#### What to do:
Your answer should consist of the line holding "pub mod error;" and all lines after it to the end of the material, copied exactly.

#### Extracted records:
//! Network traffic shaping engine
//!
//! Captures packets matching a filter expression through an external capture
//! capability, applies randomized delay, jitter, loss and bandwidth pacing,
//! then re-injects the surviving packets in capture order.

pub mod config;
pub mod core;
pub mod error;
pub mod services;
pub mod traits;

// Re-export main types
pub use config::{ShapingConfig, ShapingSession, DEFAULT_FILTER};
pub use core::{DelayModel, ShapingStats, TrafficShaper};
pub use error::{ShaperError, ShaperResult};
pub use services::{ChannelCapture, InjectedPacket, InjectionLog, PacketFeeder, WinDivertCapture};
pub use traits::{CaptureSession, Packet, PacketCapture};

#### Answer to the exercise:
pub mod error;
pub mod services;
pub mod traits;

// Re-export main types
pub use config::{ShapingConfig, ShapingSession, DEFAULT_FILTER};
pub use core::{DelayModel, ShapingStats, TrafficShaper};
pub use error::{ShaperError, ShaperResult};
pub use services::{ChannelCapture, InjectedPacket, InjectionLog, PacketFeeder, WinDivertCapture};
pub use traits::{CaptureSession, Packet, PacketCapture};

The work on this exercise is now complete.